I am pleased to announce version 3.0 of Alex, the lexical analyser
generator for Haskell.

Changes in Alex 3.0 vs. 2.3.5:

    * Unicode support (contributed mostly by Jean-Philippe Bernardy,
      with help from Alan Zimmerman).

      * An Alex lexer now takes a UTF-8 encoded byte sequence as input
        (see Section 5.1, “Unicode and UTF-8”. If you are using the
        "basic" wrapper or one of the other wrappers that takes a
        Haskell String as input, the string is automatically encoded
        into UTF-8 by Alex. If your input is a ByteString, you are
        responsible for ensuring that the input is UTF-8 encoded.
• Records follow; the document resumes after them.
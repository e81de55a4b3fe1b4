//! Presets command: list the presets available for initial selection.

use clap::Args;
use serde::Serialize;

use crate::cli::common::{load_config, CliError, CliResult};
use crate::constants::APP_BINARY_NAME;
use crate::generator::Preset;

/// List built-in and custom presets
#[derive(Debug, Clone, Args)]
pub struct PresetsArgs {
    /// Output as JSON
    #[arg(long)]
    pub json: bool,
}

#[derive(Serialize, Debug)]
struct PresetsOutput<'a> {
    presets: &'a [Preset],
}

impl PresetsArgs {
    /// Execute the presets command
    pub fn execute(&self) -> CliResult<()> {
        let config = load_config()?;
        let presets = config.presets();

        if self.json {
            let json = serde_json::to_string_pretty(&PresetsOutput { presets: &presets })
                .map_err(|e| CliError::io(format!("Failed to serialize JSON: {e}")))?;
            println!("{json}");
            return Ok(());
        }

        if presets.is_empty() {
            println!("No presets available; initial colors always use a random hue.");
            println!("Re-enable the built-ins with: {APP_BINARY_NAME} config set --builtin-presets true");
            return Ok(());
        }

        for (index, preset) in presets.iter().enumerate() {
            let swatches: Vec<String> = preset.colors.iter().map(|(_, c)| c.to_hex()).collect();
            println!("{index:>2}. {:<12} {}", preset.name, swatches.join(" "));
        }

        Ok(())
    }
}
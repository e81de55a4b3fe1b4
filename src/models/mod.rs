//! Data models for colors, base color sets, and derived palettes.
//!
//! Models are plain values: they carry no randomness and no I/O, so the
//! generator, exporters, CLI and web API can all share them.

pub mod base_colors;
pub mod hsl;
pub mod palette;
pub mod rgb;
pub mod role;

// Re-export all model types
pub use base_colors::BaseColors;
pub use hsl::{ColorError, HslColor};
pub use palette::{Palette, RoleScale, Variant, BASE_INDEX, BASE_LEVEL, SHADE_LEVELS};
pub use rgb::RgbColor;
pub use role::ColorRole;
The
        old 8-bit behaviour is still available via the --latin1
        option.

      * Alex source files are assumed to be in UTF-8, like Haskell
        source files. The lexer specification can use Unicode
        characters and ranges.

      * alexGetChar is renamed to alexGetByte in the generated code.

      * There is a new option, --latin1, that restores the old
        behaviour.

    * Alex now does DFA minimization, which helps to reduce the size
      of the generated tables, especially for lexers that use Unicode.


Alex can be obtained from Hackage

  http://hackage.haskell.org/package/alex

Alex is distributed under a BSD-style license.